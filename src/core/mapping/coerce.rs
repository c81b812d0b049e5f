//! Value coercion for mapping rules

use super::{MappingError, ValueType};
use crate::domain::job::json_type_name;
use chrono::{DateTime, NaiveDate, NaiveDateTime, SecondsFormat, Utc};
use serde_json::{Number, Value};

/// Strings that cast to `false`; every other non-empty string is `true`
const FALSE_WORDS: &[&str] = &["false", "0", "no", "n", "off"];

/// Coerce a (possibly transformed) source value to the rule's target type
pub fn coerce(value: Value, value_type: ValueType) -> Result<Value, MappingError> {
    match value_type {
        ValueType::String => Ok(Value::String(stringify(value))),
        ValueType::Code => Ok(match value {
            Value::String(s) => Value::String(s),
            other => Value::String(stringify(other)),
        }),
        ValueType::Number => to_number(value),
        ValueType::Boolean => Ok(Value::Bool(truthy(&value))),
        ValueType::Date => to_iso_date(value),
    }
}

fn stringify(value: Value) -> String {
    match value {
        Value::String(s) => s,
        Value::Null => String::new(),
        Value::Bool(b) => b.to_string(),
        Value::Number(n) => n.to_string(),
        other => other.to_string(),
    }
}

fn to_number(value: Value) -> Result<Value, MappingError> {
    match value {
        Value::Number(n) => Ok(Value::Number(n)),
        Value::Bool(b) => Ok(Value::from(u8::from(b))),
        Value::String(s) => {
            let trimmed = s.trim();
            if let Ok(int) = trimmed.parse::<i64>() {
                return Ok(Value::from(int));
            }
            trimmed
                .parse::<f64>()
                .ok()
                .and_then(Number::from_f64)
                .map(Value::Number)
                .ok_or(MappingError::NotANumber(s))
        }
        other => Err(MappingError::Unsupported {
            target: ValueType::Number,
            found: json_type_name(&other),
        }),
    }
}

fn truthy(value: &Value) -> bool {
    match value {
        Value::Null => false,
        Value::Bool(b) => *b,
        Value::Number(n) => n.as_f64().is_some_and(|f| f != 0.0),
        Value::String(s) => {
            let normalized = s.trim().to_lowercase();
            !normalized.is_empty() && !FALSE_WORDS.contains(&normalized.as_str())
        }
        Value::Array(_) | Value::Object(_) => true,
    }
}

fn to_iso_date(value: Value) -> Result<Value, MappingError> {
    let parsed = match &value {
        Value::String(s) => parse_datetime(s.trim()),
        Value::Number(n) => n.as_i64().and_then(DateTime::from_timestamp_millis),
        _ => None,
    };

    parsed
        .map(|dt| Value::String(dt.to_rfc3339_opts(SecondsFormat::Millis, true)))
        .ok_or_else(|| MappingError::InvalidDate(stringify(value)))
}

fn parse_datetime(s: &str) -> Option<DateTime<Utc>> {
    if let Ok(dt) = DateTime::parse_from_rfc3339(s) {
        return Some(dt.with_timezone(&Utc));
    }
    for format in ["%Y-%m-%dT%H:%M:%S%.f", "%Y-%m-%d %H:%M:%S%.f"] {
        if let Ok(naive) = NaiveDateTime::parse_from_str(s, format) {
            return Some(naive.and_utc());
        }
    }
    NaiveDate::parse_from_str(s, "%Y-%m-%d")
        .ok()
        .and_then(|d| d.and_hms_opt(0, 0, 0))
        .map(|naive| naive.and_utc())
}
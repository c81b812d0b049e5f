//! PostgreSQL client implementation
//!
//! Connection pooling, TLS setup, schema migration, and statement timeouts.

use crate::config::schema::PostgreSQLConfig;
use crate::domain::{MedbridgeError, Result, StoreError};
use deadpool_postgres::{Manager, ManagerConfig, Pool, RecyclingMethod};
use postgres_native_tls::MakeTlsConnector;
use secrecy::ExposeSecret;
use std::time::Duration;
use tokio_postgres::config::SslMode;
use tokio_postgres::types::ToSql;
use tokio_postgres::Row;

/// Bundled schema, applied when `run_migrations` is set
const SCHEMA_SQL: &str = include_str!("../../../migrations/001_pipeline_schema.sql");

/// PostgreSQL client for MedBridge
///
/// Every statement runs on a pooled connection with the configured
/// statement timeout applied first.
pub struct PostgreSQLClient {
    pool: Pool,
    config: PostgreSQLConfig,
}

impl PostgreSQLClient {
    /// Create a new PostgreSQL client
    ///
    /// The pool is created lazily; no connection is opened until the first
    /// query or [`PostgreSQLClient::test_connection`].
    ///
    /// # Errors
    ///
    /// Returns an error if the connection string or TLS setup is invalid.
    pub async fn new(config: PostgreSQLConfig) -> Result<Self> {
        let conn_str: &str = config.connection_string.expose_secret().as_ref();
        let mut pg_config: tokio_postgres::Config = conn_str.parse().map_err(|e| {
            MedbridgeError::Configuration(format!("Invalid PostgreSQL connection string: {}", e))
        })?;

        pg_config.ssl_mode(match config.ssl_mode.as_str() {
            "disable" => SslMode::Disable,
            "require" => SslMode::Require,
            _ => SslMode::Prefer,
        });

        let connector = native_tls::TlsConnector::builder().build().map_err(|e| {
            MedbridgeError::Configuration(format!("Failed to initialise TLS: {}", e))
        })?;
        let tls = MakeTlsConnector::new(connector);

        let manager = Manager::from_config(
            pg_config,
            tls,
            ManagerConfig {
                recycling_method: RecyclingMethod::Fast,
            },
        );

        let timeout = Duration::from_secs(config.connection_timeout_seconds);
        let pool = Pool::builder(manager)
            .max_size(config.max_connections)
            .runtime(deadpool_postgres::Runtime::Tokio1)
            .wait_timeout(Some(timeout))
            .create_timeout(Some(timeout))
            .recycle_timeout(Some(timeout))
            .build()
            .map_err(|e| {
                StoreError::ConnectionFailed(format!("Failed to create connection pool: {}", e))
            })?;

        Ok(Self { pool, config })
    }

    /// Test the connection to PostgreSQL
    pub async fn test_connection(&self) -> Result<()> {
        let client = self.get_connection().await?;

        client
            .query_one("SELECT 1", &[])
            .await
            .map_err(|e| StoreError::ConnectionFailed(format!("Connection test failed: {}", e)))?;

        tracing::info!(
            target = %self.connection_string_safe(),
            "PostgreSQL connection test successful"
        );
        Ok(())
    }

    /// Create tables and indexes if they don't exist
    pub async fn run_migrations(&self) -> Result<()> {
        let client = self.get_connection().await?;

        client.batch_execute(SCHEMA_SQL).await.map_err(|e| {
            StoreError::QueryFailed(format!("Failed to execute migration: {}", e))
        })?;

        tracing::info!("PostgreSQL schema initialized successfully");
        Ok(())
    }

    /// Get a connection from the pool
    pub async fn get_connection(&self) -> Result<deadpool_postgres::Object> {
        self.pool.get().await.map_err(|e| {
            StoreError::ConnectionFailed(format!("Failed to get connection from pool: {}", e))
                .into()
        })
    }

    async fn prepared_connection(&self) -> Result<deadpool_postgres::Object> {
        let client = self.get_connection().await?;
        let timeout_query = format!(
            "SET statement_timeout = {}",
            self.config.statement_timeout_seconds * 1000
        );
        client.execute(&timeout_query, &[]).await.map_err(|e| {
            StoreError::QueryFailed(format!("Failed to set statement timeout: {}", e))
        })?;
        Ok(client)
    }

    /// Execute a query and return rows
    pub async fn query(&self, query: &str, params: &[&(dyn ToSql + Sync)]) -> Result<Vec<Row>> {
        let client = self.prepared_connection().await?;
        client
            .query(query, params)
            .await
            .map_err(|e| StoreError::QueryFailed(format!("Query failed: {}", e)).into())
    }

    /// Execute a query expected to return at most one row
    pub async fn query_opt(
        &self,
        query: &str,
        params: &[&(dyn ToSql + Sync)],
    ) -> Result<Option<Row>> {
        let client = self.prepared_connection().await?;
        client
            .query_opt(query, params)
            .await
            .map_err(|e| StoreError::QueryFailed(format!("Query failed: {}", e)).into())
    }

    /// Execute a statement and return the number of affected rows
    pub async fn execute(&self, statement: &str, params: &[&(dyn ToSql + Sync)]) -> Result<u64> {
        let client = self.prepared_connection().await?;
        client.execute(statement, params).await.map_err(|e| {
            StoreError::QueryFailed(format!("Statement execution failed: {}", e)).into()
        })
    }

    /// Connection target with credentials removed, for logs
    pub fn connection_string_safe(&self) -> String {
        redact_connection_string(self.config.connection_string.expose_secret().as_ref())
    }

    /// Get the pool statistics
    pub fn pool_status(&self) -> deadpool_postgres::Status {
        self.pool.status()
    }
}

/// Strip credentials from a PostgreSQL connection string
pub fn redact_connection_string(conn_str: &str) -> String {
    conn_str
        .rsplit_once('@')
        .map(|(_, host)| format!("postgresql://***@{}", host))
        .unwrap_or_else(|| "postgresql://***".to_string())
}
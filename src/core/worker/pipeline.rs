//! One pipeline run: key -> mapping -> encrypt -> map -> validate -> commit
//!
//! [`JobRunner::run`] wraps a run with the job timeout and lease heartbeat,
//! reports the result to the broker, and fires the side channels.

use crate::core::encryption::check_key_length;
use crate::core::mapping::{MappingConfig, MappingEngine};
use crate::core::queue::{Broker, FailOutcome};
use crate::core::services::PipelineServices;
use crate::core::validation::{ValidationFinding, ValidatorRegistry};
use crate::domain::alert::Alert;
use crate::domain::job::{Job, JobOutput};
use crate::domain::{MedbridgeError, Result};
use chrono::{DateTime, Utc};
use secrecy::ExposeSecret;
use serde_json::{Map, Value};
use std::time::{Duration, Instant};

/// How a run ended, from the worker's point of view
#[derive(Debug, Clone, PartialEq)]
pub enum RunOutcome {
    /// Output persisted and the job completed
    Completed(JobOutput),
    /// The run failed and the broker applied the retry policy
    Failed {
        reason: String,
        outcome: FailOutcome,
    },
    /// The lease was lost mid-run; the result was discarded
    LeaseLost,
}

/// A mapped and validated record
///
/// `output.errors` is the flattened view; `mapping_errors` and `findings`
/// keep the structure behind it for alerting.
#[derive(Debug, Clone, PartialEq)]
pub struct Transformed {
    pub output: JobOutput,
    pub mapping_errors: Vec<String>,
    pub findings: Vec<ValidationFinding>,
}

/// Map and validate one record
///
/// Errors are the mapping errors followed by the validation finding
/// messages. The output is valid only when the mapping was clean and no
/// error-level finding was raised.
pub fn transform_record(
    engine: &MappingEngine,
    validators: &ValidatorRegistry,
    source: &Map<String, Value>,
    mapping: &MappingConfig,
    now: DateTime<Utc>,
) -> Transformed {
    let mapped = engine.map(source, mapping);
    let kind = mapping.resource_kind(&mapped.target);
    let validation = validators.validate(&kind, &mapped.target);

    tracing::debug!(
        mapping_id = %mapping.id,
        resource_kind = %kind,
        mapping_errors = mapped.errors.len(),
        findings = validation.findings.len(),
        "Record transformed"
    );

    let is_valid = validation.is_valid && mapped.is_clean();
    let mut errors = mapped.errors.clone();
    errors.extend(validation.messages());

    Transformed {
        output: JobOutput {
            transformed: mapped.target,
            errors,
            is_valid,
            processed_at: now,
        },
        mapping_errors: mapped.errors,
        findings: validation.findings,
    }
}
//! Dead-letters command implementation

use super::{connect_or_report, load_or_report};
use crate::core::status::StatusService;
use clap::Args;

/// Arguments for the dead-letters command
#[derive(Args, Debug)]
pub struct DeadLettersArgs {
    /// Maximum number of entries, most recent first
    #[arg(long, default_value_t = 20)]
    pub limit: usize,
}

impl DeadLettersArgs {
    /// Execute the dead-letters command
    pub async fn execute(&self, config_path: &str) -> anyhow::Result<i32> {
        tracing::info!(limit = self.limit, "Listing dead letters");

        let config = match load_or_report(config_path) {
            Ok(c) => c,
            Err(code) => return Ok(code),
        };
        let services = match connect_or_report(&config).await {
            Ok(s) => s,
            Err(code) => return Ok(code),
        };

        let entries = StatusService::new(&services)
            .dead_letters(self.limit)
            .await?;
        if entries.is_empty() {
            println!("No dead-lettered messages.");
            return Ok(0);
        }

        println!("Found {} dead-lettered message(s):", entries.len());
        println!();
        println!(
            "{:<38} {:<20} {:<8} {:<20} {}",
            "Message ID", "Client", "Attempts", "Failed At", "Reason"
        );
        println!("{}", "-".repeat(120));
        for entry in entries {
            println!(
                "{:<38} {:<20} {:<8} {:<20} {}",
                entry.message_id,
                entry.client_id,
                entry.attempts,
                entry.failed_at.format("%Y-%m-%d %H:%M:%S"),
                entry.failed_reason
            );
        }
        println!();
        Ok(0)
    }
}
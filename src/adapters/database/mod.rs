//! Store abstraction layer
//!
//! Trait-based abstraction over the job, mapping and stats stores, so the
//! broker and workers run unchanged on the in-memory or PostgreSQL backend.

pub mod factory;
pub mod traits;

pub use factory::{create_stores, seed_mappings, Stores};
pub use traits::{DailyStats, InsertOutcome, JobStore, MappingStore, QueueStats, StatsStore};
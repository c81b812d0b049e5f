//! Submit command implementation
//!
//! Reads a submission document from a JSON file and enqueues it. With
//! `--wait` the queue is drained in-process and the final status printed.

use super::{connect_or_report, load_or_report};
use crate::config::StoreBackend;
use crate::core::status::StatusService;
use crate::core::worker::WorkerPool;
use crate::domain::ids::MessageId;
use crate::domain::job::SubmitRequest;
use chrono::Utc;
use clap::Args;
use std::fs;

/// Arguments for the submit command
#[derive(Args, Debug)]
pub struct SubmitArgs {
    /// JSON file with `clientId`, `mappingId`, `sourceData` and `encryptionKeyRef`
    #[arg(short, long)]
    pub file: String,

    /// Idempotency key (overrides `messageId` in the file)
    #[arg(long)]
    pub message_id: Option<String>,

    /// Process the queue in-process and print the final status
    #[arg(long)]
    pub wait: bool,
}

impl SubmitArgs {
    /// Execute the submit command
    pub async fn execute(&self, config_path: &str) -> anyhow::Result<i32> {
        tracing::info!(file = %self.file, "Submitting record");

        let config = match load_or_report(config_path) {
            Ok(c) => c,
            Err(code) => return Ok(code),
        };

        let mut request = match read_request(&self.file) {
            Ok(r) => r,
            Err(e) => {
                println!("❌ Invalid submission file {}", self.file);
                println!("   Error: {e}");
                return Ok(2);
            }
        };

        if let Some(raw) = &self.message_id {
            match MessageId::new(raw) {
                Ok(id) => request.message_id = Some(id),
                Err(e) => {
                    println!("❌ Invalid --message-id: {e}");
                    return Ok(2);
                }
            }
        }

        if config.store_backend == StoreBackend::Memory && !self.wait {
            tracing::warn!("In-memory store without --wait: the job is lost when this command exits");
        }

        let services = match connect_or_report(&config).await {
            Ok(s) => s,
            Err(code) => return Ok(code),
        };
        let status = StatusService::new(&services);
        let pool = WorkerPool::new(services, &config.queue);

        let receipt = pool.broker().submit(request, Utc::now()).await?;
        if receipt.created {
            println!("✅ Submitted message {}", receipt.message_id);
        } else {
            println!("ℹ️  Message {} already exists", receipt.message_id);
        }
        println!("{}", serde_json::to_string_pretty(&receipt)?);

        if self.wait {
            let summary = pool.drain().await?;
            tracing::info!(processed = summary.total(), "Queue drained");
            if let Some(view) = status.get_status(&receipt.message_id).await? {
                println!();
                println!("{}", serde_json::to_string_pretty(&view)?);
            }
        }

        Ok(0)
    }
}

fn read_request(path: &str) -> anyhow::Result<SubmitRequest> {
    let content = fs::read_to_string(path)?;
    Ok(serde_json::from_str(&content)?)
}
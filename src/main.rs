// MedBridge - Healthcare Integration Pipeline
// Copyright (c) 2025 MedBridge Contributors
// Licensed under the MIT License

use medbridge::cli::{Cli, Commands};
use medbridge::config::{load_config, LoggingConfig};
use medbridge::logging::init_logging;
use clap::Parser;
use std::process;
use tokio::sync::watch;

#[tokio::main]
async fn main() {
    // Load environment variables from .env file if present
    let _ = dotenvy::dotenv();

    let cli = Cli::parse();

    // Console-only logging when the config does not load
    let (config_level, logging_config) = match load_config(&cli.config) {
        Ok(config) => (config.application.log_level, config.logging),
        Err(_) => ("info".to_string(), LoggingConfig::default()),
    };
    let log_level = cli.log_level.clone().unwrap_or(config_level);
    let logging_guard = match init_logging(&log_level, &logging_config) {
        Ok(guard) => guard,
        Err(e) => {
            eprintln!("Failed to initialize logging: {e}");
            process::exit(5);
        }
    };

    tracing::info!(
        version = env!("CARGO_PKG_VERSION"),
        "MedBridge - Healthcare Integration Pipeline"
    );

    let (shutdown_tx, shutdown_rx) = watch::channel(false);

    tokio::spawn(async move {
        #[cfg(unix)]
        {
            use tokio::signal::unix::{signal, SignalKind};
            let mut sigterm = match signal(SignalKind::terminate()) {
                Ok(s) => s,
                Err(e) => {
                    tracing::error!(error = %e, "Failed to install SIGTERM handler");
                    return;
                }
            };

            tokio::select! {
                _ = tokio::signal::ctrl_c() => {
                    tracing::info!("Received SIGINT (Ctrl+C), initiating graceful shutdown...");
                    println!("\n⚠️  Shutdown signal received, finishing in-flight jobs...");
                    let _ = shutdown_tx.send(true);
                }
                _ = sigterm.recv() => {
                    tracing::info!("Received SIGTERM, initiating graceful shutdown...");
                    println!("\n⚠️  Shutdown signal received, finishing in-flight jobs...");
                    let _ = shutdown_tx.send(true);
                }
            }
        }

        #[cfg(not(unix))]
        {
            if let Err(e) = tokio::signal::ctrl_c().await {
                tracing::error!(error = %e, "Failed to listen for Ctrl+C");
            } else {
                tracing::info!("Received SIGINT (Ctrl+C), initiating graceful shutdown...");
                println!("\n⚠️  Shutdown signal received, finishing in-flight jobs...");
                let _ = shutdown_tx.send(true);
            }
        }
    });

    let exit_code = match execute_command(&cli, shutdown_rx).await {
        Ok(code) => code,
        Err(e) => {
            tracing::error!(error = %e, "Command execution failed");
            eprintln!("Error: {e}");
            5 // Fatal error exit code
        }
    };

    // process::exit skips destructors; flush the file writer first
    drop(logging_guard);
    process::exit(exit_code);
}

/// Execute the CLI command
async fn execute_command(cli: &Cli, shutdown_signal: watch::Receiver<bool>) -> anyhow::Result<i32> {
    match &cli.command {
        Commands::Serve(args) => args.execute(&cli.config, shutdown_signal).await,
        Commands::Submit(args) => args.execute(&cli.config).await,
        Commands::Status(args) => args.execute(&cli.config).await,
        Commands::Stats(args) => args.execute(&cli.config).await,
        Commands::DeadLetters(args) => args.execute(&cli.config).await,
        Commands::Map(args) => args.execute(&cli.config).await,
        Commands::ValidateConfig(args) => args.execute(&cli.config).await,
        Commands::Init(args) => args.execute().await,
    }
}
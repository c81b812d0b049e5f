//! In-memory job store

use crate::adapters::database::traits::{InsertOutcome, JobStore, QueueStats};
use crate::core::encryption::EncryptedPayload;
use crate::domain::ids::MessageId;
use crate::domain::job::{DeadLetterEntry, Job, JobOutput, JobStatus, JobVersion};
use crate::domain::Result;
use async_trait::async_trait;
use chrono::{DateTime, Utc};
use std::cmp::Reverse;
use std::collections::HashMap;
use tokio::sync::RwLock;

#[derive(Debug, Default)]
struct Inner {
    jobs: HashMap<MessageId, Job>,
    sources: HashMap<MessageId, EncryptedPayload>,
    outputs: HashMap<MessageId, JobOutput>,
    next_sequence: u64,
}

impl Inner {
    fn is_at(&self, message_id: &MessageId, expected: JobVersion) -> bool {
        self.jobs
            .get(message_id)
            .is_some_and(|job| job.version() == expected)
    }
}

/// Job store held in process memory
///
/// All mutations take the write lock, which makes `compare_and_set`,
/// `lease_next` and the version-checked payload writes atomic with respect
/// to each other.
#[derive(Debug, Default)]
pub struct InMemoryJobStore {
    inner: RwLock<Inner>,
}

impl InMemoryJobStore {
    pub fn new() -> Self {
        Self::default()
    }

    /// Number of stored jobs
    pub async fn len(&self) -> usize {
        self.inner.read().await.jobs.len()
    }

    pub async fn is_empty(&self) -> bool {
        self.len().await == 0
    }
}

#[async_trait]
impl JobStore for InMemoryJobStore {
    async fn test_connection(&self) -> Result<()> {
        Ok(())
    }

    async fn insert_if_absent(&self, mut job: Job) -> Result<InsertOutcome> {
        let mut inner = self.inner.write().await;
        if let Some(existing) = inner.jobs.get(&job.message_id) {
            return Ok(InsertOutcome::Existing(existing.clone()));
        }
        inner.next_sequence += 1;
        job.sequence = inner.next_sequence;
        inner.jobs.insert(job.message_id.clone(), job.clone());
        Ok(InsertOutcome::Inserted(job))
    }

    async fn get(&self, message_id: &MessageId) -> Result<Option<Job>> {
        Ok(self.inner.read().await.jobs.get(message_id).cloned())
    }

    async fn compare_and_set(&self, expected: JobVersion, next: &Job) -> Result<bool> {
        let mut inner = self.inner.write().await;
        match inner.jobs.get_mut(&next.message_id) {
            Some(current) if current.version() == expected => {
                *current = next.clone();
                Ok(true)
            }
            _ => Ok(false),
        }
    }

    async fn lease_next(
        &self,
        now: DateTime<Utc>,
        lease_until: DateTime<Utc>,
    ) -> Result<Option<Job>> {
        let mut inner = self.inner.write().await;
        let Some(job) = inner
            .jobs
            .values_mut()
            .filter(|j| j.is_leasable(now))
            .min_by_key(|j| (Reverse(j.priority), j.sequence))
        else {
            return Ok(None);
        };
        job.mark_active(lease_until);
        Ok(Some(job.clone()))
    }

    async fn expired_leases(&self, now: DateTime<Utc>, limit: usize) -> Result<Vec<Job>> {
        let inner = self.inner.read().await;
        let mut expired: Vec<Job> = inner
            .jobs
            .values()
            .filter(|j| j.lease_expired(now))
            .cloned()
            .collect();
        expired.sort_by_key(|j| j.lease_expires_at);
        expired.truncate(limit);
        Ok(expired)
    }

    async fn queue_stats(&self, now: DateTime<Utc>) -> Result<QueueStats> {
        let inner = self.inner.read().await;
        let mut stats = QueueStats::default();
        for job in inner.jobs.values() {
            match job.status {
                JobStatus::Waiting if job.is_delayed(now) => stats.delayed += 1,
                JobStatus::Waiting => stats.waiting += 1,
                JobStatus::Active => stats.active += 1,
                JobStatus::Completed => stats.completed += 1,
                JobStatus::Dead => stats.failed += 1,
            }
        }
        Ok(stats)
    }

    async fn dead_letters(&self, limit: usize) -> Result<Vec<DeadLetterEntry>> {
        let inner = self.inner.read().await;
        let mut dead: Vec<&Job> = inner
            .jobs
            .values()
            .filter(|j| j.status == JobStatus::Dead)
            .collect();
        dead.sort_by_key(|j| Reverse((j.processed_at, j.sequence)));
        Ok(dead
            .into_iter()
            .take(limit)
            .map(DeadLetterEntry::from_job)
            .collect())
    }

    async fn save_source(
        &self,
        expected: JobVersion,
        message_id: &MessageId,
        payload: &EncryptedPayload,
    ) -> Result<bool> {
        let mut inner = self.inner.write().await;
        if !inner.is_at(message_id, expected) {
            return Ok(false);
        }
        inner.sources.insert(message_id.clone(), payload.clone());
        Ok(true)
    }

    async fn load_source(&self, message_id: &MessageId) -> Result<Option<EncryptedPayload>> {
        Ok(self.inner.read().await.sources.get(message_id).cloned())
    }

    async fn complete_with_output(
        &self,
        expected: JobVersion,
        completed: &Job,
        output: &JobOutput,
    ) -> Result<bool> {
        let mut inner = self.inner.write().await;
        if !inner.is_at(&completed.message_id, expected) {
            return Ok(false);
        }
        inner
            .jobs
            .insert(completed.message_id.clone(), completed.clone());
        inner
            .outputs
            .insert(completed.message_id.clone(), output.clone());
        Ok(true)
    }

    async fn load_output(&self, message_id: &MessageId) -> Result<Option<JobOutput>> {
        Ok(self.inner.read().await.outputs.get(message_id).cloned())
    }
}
________________________
#### WHAT THE TASK REQUIRES
Every line of the records above where the string "traits" is found should be copied.

#### TASK OUTPUT
pub mod traits;
pub use traits::{DailyStats, InsertOutcome, JobStore, MappingStore, QueueStats, StatsStore};
use crate::adapters::database::traits::{InsertOutcome, JobStore, QueueStats};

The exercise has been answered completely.